> [Requirement]:
Go over the material below and report every line that contains the word "InnerJoin".

> [Data for the task]:
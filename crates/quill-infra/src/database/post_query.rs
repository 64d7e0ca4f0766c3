//! Query shapes for reading posts.
//!
//! Listing runs two statements built from the same filtered select: the page
//! window with names and like counts, and a `COUNT(*)` over the filtered posts.
//! User input only ever reaches SQL as bound values.

use sea_orm::prelude::DateTimeWithTimeZone;
use sea_orm::sea_query::extension::postgres::PgExpr;
use sea_orm::sea_query::{Condition, Expr, LikeExpr, SimpleExpr};
use sea_orm::{
    ColumnTrait, EntityTrait, FromQueryResult, JoinType, QueryFilter, QueryOrder, QuerySelect,
    RelationTrait, Select,
};

use quill_core::domain::{PostDetail, PostQuery};

use super::entity::{category, like, post, status};

/// A post row with its joined names and aggregated like count.
#[derive(Debug, Clone, FromQueryResult)]
pub(crate) struct PostDetailRow {
    pub id: i32,
    pub title: String,
    pub image: String,
    pub category_id: i32,
    pub category: String,
    pub description: String,
    pub content: String,
    pub date: DateTimeWithTimeZone,
    pub status_id: i32,
    pub status: String,
    pub likes_count: i64,
}

impl From<PostDetailRow> for PostDetail {
    fn from(row: PostDetailRow) -> Self {
        Self {
            id: row.id,
            title: row.title,
            image: row.image,
            category_id: row.category_id,
            category: row.category,
            description: row.description,
            content: row.content,
            date: row.date.into(),
            status_id: row.status_id,
            status: row.status,
            likes_count: row.likes_count,
        }
    }
}

/// Posts inner-joined with their category and status.
fn joined_posts() -> Select<post::Entity> {
    post::Entity::find()
        .join(JoinType::InnerJoin, post::Relation::Category.def())
        .join(JoinType::InnerJoin, post::Relation::Status.def())
}

/// Joined posts narrowed by the query's category and keyword filters.
pub(crate) fn filtered_posts(query: &PostQuery) -> Select<post::Entity> {
    let mut select = joined_posts();

    if let Some(name) = &query.category {
        select = select.filter(category::Column::Name.eq(name.as_str()));
    }

    if let Some(keyword) = &query.keyword {
        select = select.filter(
            Condition::any()
                .add(contains_ignore_case(post::Column::Title, keyword))
                .add(contains_ignore_case(post::Column::Description, keyword))
                .add(contains_ignore_case(post::Column::Content, keyword)),
        );
    }

    select
}

/// Project the detail columns and count likes per post.
fn with_details(select: Select<post::Entity>) -> Select<post::Entity> {
    select
        .select_only()
        .columns([
            post::Column::Id,
            post::Column::Title,
            post::Column::Image,
            post::Column::CategoryId,
            post::Column::Description,
            post::Column::Content,
            post::Column::Date,
            post::Column::StatusId,
        ])
        .column_as(category::Column::Name, "category")
        .column_as(status::Column::Status, "status")
        .column_as(
            Expr::col((like::Entity, like::Column::Id)).count(),
            "likes_count",
        )
        .join(JoinType::LeftJoin, post::Relation::Like.def())
        .group_by(post::Column::Id)
        .group_by(category::Column::Name)
        .group_by(status::Column::Status)
}

/// The requested page of matching posts, newest first.
pub(crate) fn page_window(query: &PostQuery) -> Select<post::Entity> {
    with_details(filtered_posts(query))
        .order_by_desc(post::Column::Date)
        .order_by_desc(post::Column::Id)
        .limit(query.page.limit)
        .offset(query.page.offset())
}

/// A single post with details.
pub(crate) fn post_detail(id: i32) -> Select<post::Entity> {
    with_details(joined_posts()).filter(post::Column::Id.eq(id))
}

/// `posts.<column> ILIKE '%keyword%'` with the keyword escaped.
///
/// Case folding happens on the server for both sides of the match.
fn contains_ignore_case(column: post::Column, keyword: &str) -> SimpleExpr {
    let pattern = format!("%{}%", escape_like(keyword));

    Expr::col((post::Entity, column)).ilike(LikeExpr::new(pattern).escape('\\'))
}

/// Make `%`, `_` and `\` match literally inside a LIKE pattern.
pub(crate) fn escape_like(raw: &str) -> String {
    let mut escaped = String::with_capacity(raw.len());
    for c in raw.chars() {
        if matches!(c, '%' | '_' | '\\') {
            escaped.push('\\');
        }
        escaped.push(c);
    }
    escaped
}
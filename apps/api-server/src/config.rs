//! Application configuration loaded from environment variables.

use std::env;
use std::str::FromStr;

use quill_infra::DatabaseConfig;
use thiserror::Error;

/// Port the server listens on when `PORT` is not set.
pub const DEFAULT_PORT: u16 = 4001;

/// Configuration problems that abort startup.
#[derive(Debug, Error)]
pub enum ConfigError {
    #[error("{0} must be set")]
    Missing(&'static str),

    #[error("{name} has an invalid value: {value:?}")]
    Invalid { name: &'static str, value: String },
}

/// Application configuration.
#[derive(Debug, Clone)]
pub struct AppConfig {
    pub host: String,
    pub port: u16,
    pub database: DatabaseConfig,
}

impl AppConfig {
    /// Load configuration from environment variables.
    pub fn from_env() -> Result<Self, ConfigError> {
        Self::from_lookup(|key| env::var(key).ok())
    }

    /// Load configuration from any key/value source.
    pub fn from_lookup<F>(lookup: F) -> Result<Self, ConfigError>
    where
        F: Fn(&str) -> Option<String>,
    {
        let url = lookup("DATABASE_URL")
            .filter(|url| !url.is_empty())
            .ok_or(ConfigError::Missing("DATABASE_URL"))?;

        let database = DatabaseConfig {
            url,
            ssl: lookup("DB_SSL")
                .map(|v| v.eq_ignore_ascii_case("true"))
                .unwrap_or(false),
            max_connections: parse_or(&lookup, "DB_MAX_CONNECTIONS", 10)?,
            min_connections: parse_or(&lookup, "DB_MIN_CONNECTIONS", 1)?,
        };

        Ok(Self {
            host: lookup("HOST").unwrap_or_else(|| "0.0.0.0".to_string()),
            port: parse_or(&lookup, "PORT", DEFAULT_PORT)?,
            database,
        })
    }
}

fn parse_or<F, T>(lookup: &F, name: &'static str, default: T) -> Result<T, ConfigError>
where
    F: Fn(&str) -> Option<String>,
    T: FromStr,
{
    match lookup(name) {
        None => Ok(default),
        Some(value) => value
            .trim()
            .parse()
            .map_err(|_| ConfigError::Invalid { name, value }),
    }
}
use std::marker::PhantomData;
use std::sync::Arc;

use sea_orm::{DbConn, DbErr, EntityTrait, PrimaryKeyTrait, SqlErr};

use quill_core::error::RepoError;

/// Generic PostgreSQL repository over one SeaORM entity with an integer key.
pub struct PostgresBaseRepository<E>
where
    E: EntityTrait,
{
    pub(crate) db: Arc<DbConn>,
    _entity: PhantomData<E>,
}

impl<E> PostgresBaseRepository<E>
where
    E: EntityTrait,
    E::PrimaryKey: PrimaryKeyTrait<ValueType = i32>,
{
    pub fn new(db: Arc<DbConn>) -> Self {
        Self {
            db,
            _entity: PhantomData,
        }
    }

    pub(crate) fn conn(&self) -> &DbConn {
        &self.db
    }

    /// Fetch the raw row with this id.
    pub(crate) async fn find_model(&self, id: i32) -> Result<Option<E::Model>, RepoError> {
        E::find_by_id(id).one(self.conn()).await.map_err(map_db_err)
    }

    /// Delete the row with this id, reporting whether anything was removed.
    pub(crate) async fn delete_model(&self, id: i32) -> Result<bool, RepoError> {
        let result = E::delete_by_id(id)
            .exec(self.conn())
            .await
            .map_err(map_db_err)?;

        Ok(result.rows_affected > 0)
    }
}

/// Classify a driver error.
pub(crate) fn map_db_err(err: DbErr) -> RepoError {
    if let Some(SqlErr::UniqueConstraintViolation(detail)) = err.sql_err() {
        return RepoError::Constraint(detail);
    }

    match err {
        DbErr::Conn(e) => RepoError::Connection(e.to_string()),
        DbErr::ConnectionAcquire(e) => RepoError::Connection(e.to_string()),
        other => RepoError::Query(other.to_string()),
    }
}

/// `Ok(None)` for an UPDATE that matched no row. A no-op update re-reads the
/// row instead and reports a missing one as `RecordNotFound`.
pub(crate) fn none_if_not_updated<T>(result: Result<T, DbErr>) -> Result<Option<T>, RepoError> {
    match result {
        Ok(model) => Ok(Some(model)),
        Err(DbErr::RecordNotUpdated | DbErr::RecordNotFound(_)) => Ok(None),
        Err(e) => Err(map_db_err(e)),
    }
}
//! Middleware modules.

pub mod error;
pub mod post_validation;
//! Author entity for SeaORM.

use sea_orm::Set;
use sea_orm::entity::prelude::*;

use quill_core::domain::{AuthorPatch, NewAuthor};

#[derive(Clone, Debug, PartialEq, Eq, DeriveEntityModel)]
#[sea_orm(table_name = "author")]
pub struct Model {
    #[sea_orm(primary_key)]
    pub id: i32,
    #[sea_orm(unique)]
    pub username: String,
    pub email: String,
    pub name: Option<String>,
    #[sea_orm(column_type = "Text", nullable)]
    pub bio: Option<String>,
    pub img_url: Option<String>,
    pub password: String,
}

#[derive(Copy, Clone, Debug, EnumIter, DeriveRelation)]
pub enum Relation {}

impl ActiveModelBehavior for ActiveModel {}

/// Conversion from SeaORM Model to Domain Author. Drops the password column.
impl From<Model> for quill_core::domain::Author {
    fn from(model: Model) -> Self {
        Self {
            id: model.id,
            username: model.username,
            email: model.email,
            name: model.name,
            bio: model.bio,
            img_url: model.img_url,
        }
    }
}

/// New author rows carry an empty password placeholder.
impl From<NewAuthor> for ActiveModel {
    fn from(author: NewAuthor) -> Self {
        Self {
            username: Set(author.username),
            email: Set(author.email),
            name: Set(author.name),
            bio: Set(author.bio),
            img_url: Set(author.img_url),
            password: Set(String::new()),
            ..Default::default()
        }
    }
}

impl ActiveModel {
    /// Only the patched columns are set, so the UPDATE names just those.
    pub fn from_patch(id: i32, patch: AuthorPatch) -> Self {
        let mut model = Self {
            id: sea_orm::Unchanged(id),
            ..Default::default()
        };

        if let Some(username) = patch.username {
            model.username = Set(username);
        }
        if let Some(email) = patch.email {
            model.email = Set(email);
        }
        if let Some(name) = patch.name {
            model.name = Set(name);
        }
        if let Some(bio) = patch.bio {
            model.bio = Set(bio);
        }
        if let Some(img_url) = patch.img_url {
            model.img_url = Set(img_url);
        }

        model
    }
}
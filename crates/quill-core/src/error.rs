//! Domain-level error types.

use thiserror::Error;

/// Domain errors - business logic failures.
#[derive(Debug, Error)]
pub enum DomainError {
    #[error("Validation failed: {0}")]
    Validation(String),

    #[error("Duplicate entity: {0}")]
    Duplicate(String),
}

/// Repository-level errors.
#[derive(Debug, Error)]
pub enum RepoError {
    #[error("Database connection failed: {0}")]
    Connection(String),

    #[error("Query execution failed: {0}")]
    Query(String),

    #[error("Constraint violation: {0}")]
    Constraint(String),
}
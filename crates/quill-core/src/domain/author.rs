use serde::{Deserialize, Deserializer, Serialize};

use crate::error::DomainError;

/// Key of the single author row.
///
/// There is no authentication layer, so every author operation targets this
/// record. A multi-author design would replace it with the caller's identity.
pub const AUTHOR_ID: i32 = 1;

/// Author profile. The stored password column is never part of it.
#[derive(Debug, Clone, PartialEq, Eq, Serialize, Deserialize)]
pub struct Author {
    pub id: i32,
    pub username: String,
    pub email: String,
    pub name: Option<String>,
    pub bio: Option<String>,
    pub img_url: Option<String>,
}

/// Input for creating the author record.
#[derive(Debug, Clone, Default, PartialEq, Eq, Serialize, Deserialize)]
pub struct NewAuthor {
    #[serde(default)]
    pub username: String,
    #[serde(default)]
    pub email: String,
    #[serde(default)]
    pub name: Option<String>,
    #[serde(default)]
    pub bio: Option<String>,
    #[serde(default)]
    pub img_url: Option<String>,
}

impl NewAuthor {
    /// Check required fields and turn empty optional strings into `None`.
    pub fn normalize(self) -> Result<Self, DomainError> {
        if self.username.trim().is_empty() || self.email.trim().is_empty() {
            return Err(DomainError::Validation(
                "Username and email are required".to_string(),
            ));
        }

        Ok(Self {
            name: self.name.filter(|s| !s.is_empty()),
            bio: self.bio.filter(|s| !s.is_empty()),
            img_url: self.img_url.filter(|s| !s.is_empty()),
            ..self
        })
    }
}

/// Partial update of the author record.
///
/// `None` leaves a column untouched. For the nullable columns,
/// `Some(None)` clears the value (an explicit JSON `null`).
#[derive(Debug, Clone, Default, PartialEq, Eq, Deserialize)]
pub struct AuthorPatch {
    #[serde(default)]
    pub username: Option<String>,
    #[serde(default)]
    pub email: Option<String>,
    #[serde(default, deserialize_with = "present")]
    pub name: Option<Option<String>>,
    #[serde(default, deserialize_with = "present")]
    pub bio: Option<Option<String>>,
    #[serde(default, deserialize_with = "present")]
    pub img_url: Option<Option<String>>,
}

impl AuthorPatch {
    /// True when the patch would not change any column.
    pub fn is_empty(&self) -> bool {
        self.username.is_none()
            && self.email.is_none()
            && self.name.is_none()
            && self.bio.is_none()
            && self.img_url.is_none()
    }

    /// Reject a patch that names no column.
    pub fn ensure_not_empty(&self) -> Result<(), DomainError> {
        if self.is_empty() {
            return Err(DomainError::Validation("No fields to update".to_string()));
        }
        Ok(())
    }
}

/// Distinguish a field sent as `null` from a missing one.
fn present<'de, D, T>(deserializer: D) -> Result<Option<Option<T>>, D::Error>
where
    D: Deserializer<'de>,
    T: Deserialize<'de>,
{
    Option::<T>::deserialize(deserializer).map(Some)
}
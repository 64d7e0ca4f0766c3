//! Application state - shared across all handlers.

use std::sync::Arc;

use quill_core::ports::{AuthorRepository, CategoryRepository, PostRepository};
use quill_infra::{
    DbPool, PostgresAuthorRepository, PostgresCategoryRepository, PostgresPostRepository,
};

/// Shared application state.
///
/// Every repository borrows connections from the same pool; nothing else is
/// shared between requests.
#[derive(Clone)]
pub struct AppState {
    pub posts: Arc<dyn PostRepository>,
    pub categories: Arc<dyn CategoryRepository>,
    pub author: Arc<dyn AuthorRepository>,
    pub db: DbPool,
}

impl AppState {
    /// Build the repositories on top of an open pool.
    pub fn new(db: DbPool) -> Self {
        let state = Self {
            posts: Arc::new(PostgresPostRepository::new(db.shared())),
            categories: Arc::new(PostgresCategoryRepository::new(db.shared())),
            author: Arc::new(PostgresAuthorRepository::new(db.shared())),
            db,
        };

        tracing::info!("Application state initialized");
        state
    }
}
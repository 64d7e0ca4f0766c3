//! # Quill Infrastructure
//!
//! Concrete implementations of the ports defined in `quill-core`:
//! SeaORM entities for the blog schema, the pooled connection handle and
//! the PostgreSQL repositories.

pub mod database;

pub use database::{
    DatabaseConfig, DbPool, PostgresAuthorRepository, PostgresCategoryRepository,
    PostgresPostRepository,
};
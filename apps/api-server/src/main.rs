//! # Quill API Server
//!
//! The main entry point for the Actix-web HTTP server.

use std::io;

use actix_cors::Cors;
use actix_web::{App, HttpServer, web};
use tracing_actix_web::TracingLogger;

use quill_infra::DbPool;

mod config;
mod handlers;
mod middleware;
mod state;
mod telemetry;

use config::AppConfig;
use state::AppState;
use telemetry::TelemetryConfig;

#[actix_web::main]
async fn main() -> io::Result<()> {
    // Load .env file if present
    dotenvy::dotenv().ok();

    telemetry::init_telemetry(&TelemetryConfig::from_env());

    let config = AppConfig::from_env().map_err(|e| {
        tracing::error!("Invalid configuration: {}", e);
        io::Error::new(io::ErrorKind::InvalidInput, e)
    })?;

    let pool = DbPool::connect(&config.database).await.map_err(|e| {
        tracing::error!("Failed to connect to database: {}", e);
        io::Error::other(e)
    })?;

    let state = AppState::new(pool.clone());

    tracing::info!(
        "Starting Quill API Server on {}:{}",
        config.host,
        config.port
    );

    // Start HTTP server; actix handles SIGINT/SIGTERM and drains workers.
    let result = HttpServer::new(move || {
        App::new()
            .wrap(TracingLogger::default())
            .wrap(Cors::permissive())
            .app_data(web::Data::new(state.clone()))
            .app_data(handlers::json_config())
            .app_data(handlers::query_config())
            .configure(handlers::configure_routes)
            .default_service(web::to(handlers::not_found))
    })
    .shutdown_timeout(30)
    .bind((config.host.as_str(), config.port))?
    .run()
    .await;

    if let Err(e) = pool.close().await {
        tracing::error!("Failed to close database pool: {}", e);
    }
    tracing::info!("Server stopped");

    result
}
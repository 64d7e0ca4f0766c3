//! # Quill Core
//!
//! The domain layer of the Quill blog backend.
//! This crate contains the blog's entities, input rules and repository ports,
//! with zero infrastructure dependencies.

pub mod domain;
pub mod error;
pub mod ports;

pub use error::{DomainError, RepoError};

> [Solved exercise]:
        .join(JoinType::InnerJoin, post::Relation::Category.def())
        .join(JoinType::InnerJoin, post::Relation::Status.def())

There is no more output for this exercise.